(Records from a collection)
○ ○ ○ ○ ○ ○ ○

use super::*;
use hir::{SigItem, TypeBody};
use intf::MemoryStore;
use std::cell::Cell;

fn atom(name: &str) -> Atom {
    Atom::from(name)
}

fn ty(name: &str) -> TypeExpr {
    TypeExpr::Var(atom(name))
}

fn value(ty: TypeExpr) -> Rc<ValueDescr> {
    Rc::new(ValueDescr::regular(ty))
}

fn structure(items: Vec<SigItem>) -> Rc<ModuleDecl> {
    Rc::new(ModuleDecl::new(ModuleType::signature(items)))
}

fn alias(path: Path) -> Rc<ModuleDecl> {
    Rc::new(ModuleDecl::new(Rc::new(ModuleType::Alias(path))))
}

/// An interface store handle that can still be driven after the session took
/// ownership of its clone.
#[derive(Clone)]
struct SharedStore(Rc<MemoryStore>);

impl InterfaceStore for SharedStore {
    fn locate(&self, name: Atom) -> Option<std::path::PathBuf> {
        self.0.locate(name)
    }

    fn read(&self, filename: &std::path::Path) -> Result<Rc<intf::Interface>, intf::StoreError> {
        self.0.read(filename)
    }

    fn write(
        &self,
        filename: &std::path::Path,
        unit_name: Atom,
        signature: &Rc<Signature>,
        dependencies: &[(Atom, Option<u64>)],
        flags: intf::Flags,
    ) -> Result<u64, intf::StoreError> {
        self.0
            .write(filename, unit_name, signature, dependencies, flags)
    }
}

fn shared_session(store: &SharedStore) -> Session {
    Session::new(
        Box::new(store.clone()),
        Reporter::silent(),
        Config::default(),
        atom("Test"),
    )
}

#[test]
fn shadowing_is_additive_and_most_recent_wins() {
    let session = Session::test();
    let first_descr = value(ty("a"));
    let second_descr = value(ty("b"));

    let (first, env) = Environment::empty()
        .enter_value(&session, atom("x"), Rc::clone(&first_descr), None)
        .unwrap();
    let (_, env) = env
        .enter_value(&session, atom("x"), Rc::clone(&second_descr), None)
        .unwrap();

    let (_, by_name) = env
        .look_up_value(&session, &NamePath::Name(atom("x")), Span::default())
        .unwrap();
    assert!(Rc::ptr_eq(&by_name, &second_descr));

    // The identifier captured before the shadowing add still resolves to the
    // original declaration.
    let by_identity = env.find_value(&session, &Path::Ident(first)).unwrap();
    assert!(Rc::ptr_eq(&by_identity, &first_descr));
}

○ ○ ○ ○ ○ ○ ○

__Assignment__. Search the data for the string "dependencies" and copy every line where it appears.

__Answer space__.
        dependencies: &[(Atom, Option<u64>)],
            .write(filename, unit_name, signature, dependencies, flags)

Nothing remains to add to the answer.